» **Dataset items**:
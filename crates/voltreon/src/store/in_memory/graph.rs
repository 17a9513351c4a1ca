//! Dependency graph operations using petgraph.
//!
//! This module provides the graph queries for the in-memory store:
//! - Edge validation reads ([`EdgeView`])
//! - Direct neighbour lookup in either direction

use super::inner::InMemoryStoreInner;
use crate::dependency::EdgeView;
use crate::domain::{Ticket, TicketId};
use crate::error::{Error, Result};
use petgraph::Direction;
use petgraph::algo;

impl EdgeView for InMemoryStoreInner {
    fn ticket_exists(&self, id: TicketId) -> Result<bool> {
        Ok(self.tickets.contains_key(&id))
    }

    fn edge_exists(&self, from: TicketId, to: TicketId) -> Result<bool> {
        let (Some(&from_node), Some(&to_node)) = (self.node_map.get(&from), self.node_map.get(&to))
        else {
            return Ok(false);
        };
        Ok(self.graph.find_edge(from_node, to_node).is_some())
    }

    fn path_exists(&self, from: TicketId, to: TicketId) -> Result<bool> {
        let (Some(&from_node), Some(&to_node)) = (self.node_map.get(&from), self.node_map.get(&to))
        else {
            return Ok(false);
        };
        Ok(algo::has_path_connecting(
            &self.graph,
            from_node,
            to_node,
            None,
        ))
    }
}

/// Direct neighbours of a ticket, in ascending id order.
///
/// `Direction::Outgoing` yields the tickets it depends on,
/// `Direction::Incoming` the tickets that depend on it.
pub(super) fn neighbours(
    inner: &InMemoryStoreInner,
    id: TicketId,
    direction: Direction,
) -> Result<Vec<Ticket>> {
    let node = inner.node(id)?;

    let mut ids: Vec<TicketId> = inner
        .graph
        .neighbors_directed(node, direction)
        .map(|n| inner.graph[n])
        .collect();
    ids.sort_unstable();
    ids.dedup();

    ids.into_iter()
        .map(|neighbour| {
            inner
                .tickets
                .get(&neighbour)
                .cloned()
                .ok_or_else(|| {
                    Error::Storage(format!("Graph references unknown ticket {neighbour}"))
                })
        })
        .collect()
}
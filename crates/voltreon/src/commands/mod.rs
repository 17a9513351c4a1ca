//! Command implementations that work outside an opened workspace.

pub mod init;
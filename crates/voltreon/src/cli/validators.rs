//! CLI input validation functions.
//!
//! These validators are used by clap's `value_parser` attribute to validate
//! user input at parse time, providing immediate feedback for invalid values.

use crate::domain::MAX_TITLE_LENGTH;

/// Validate a single-line title or name.
///
/// Must be non-empty, at most [`MAX_TITLE_LENGTH`] characters, and free of
/// newlines and control characters.
pub fn validate_title(s: &str) -> Result<String, String> {
    let s = s.trim();

    if s.is_empty() {
        return Err("Title cannot be empty".to_string());
    }

    let len = s.chars().count();
    if len > MAX_TITLE_LENGTH {
        return Err(format!(
            "Title cannot exceed {} characters, got {} characters",
            MAX_TITLE_LENGTH, len
        ));
    }

    if s.contains('\n') || s.contains('\r') {
        return Err("Title cannot contain newline characters".to_string());
    }

    // Control characters excluding tab
    if let Some(pos) = s.chars().position(|c| {
        let code = c as u32;
        (code < 0x20 && code != 0x09) || (0x7F..=0x9F).contains(&code)
    }) {
        return Err(format!(
            "Title contains invalid control character at position {}",
            pos
        ));
    }

    Ok(s.to_string())
}

/// Validate a multi-line text field (description, ADR sections).
///
/// Allows newlines but rejects other control characters.
pub fn validate_text(s: &str) -> Result<String, String> {
    if let Some(pos) = s.chars().position(|c| {
        let code = c as u32;
        (code < 0x20 && code != 0x09 && code != 0x0A && code != 0x0D)
            || (0x7F..=0x9F).contains(&code)
    }) {
        return Err(format!(
            "Text contains invalid control character at position {}",
            pos
        ));
    }

    Ok(s.to_string())
}

/// Validate an email address (must contain `@`).
pub fn validate_email(s: &str) -> Result<String, String> {
    let s = s.trim();
    match s.split_once('@') {
        Some((local, domain)) if !local.is_empty() && !domain.is_empty() => Ok(s.to_string()),
        _ => Err(format!("Invalid email address: '{}'", s)),
    }
}

/// Validate a username (non-empty, no whitespace).
pub fn validate_username(s: &str) -> Result<String, String> {
    let s = s.trim_start_matches('@');
    if s.is_empty() || s.chars().any(char::is_whitespace) {
        return Err(format!(
            "Username must be non-empty and contain no whitespace: '{}'",
            s
        ));
    }
    Ok(s.to_string())
}
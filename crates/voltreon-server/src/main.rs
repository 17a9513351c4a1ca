//! Voltreon HTTP server binary.

use anyhow::{Context, Result};
use clap::Parser;
use std::path::PathBuf;
use tracing_subscriber::EnvFilter;
use voltreon::app::App;
use voltreon_server::{AppState, create_router};

/// Serve a voltreon workspace over HTTP
#[derive(Parser, Debug)]
#[command(name = "voltreon-server")]
#[command(author, version, about, long_about = None)]
struct Args {
    /// Workspace directory (searched upwards for `.voltreon/`)
    #[arg(short = 'C', long, default_value = ".")]
    dir: PathBuf,

    /// Address to listen on, overriding `server.bind` in the config
    #[arg(short, long)]
    bind: Option<String>,
}

#[tokio::main]
async fn main() -> Result<()> {
    tracing_subscriber::fmt()
        .with_env_filter(
            EnvFilter::try_from_default_env().unwrap_or_else(|_| {
                EnvFilter::new("voltreon=info,voltreon_server=info,tower_http=info")
            }),
        )
        .with_target(false)
        .init();

    let args = Args::parse();

    let app = App::from_directory(&args.dir).await?;
    let bind = args
        .bind
        .unwrap_or_else(|| app.config().server.bind.clone());
    tracing::info!(root = %app.root_dir().display(), "Opened workspace");

    let router = create_router(AppState::new(app));
    let listener = tokio::net::TcpListener::bind(&bind)
        .await
        .with_context(|| format!("Failed to bind {bind}"))?;
    tracing::info!(address = %bind, "Voltreon API listening");

    axum::serve(listener, router)
        .with_graceful_shutdown(shutdown_signal())
        .await?;

    tracing::info!("Server stopped");
    Ok(())
}

async fn shutdown_signal() {
    if let Err(e) = tokio::signal::ctrl_c().await {
        tracing::warn!(error = %e, "Failed to listen for shutdown signal");
    }
}
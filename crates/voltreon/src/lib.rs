//! Voltreon - project and ticket tracking with a ticket dependency graph.
//!
//! This crate provides both a CLI application and a library. The library
//! holds the domain model, the entity store and its backends, the dependency
//! subsystem (edge validation and graph building), and the summarization
//! adapter; `voltreon-server` exposes the same operations over HTTP.

#![forbid(unsafe_code)]

// Public modules for library usage
pub mod app;
pub mod config;
pub mod dependency;
pub mod domain;
pub mod error;
pub mod store;
pub mod summary;

// Public CLI module (needed by binary)
pub mod cli;

// Command implementations
pub mod commands;

// Output formatting
pub mod output;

» **What to work on**: Begin with the line that contains "let app = App::from_directory(&args.dir).await?;" and quote each line after it exactly, stopping after the last line of the data.

» **Reply to the task**:
    let app = App::from_directory(&args.dir).await?;
    let bind = args
        .bind
        .unwrap_or_else(|| app.config().server.bind.clone());
    tracing::info!(root = %app.root_dir().display(), "Opened workspace");

    let router = create_router(AppState::new(app));
    let listener = tokio::net::TcpListener::bind(&bind)
        .await
        .with_context(|| format!("Failed to bind {bind}"))?;
    tracing::info!(address = %bind, "Voltreon API listening");

    axum::serve(listener, router)
        .with_graceful_shutdown(shutdown_signal())
        .await?;

    tracing::info!("Server stopped");
    Ok(())
}

async fn shutdown_signal() {
    if let Err(e) = tokio::signal::ctrl_c().await {
        tracing::warn!(error = %e, "Failed to listen for shutdown signal");
    }
}
filename crates/voltreon/src/lib.rs
//! Voltreon - project and ticket tracking with a ticket dependency graph.
//!
//! This crate provides both a CLI application and a library. The library
//! holds the domain model, the entity store and its backends, the dependency
//! subsystem (edge validation and graph building), and the summarization
//! adapter; `voltreon-server` exposes the same operations over HTTP.

#![forbid(unsafe_code)]

// Public modules for library usage
pub mod app;
pub mod config;
pub mod dependency;
pub mod domain;
pub mod error;
pub mod store;
pub mod summary;

// Public CLI module (needed by binary)
pub mod cli;

// Command implementations
pub mod commands;

// Output formatting
pub mod output;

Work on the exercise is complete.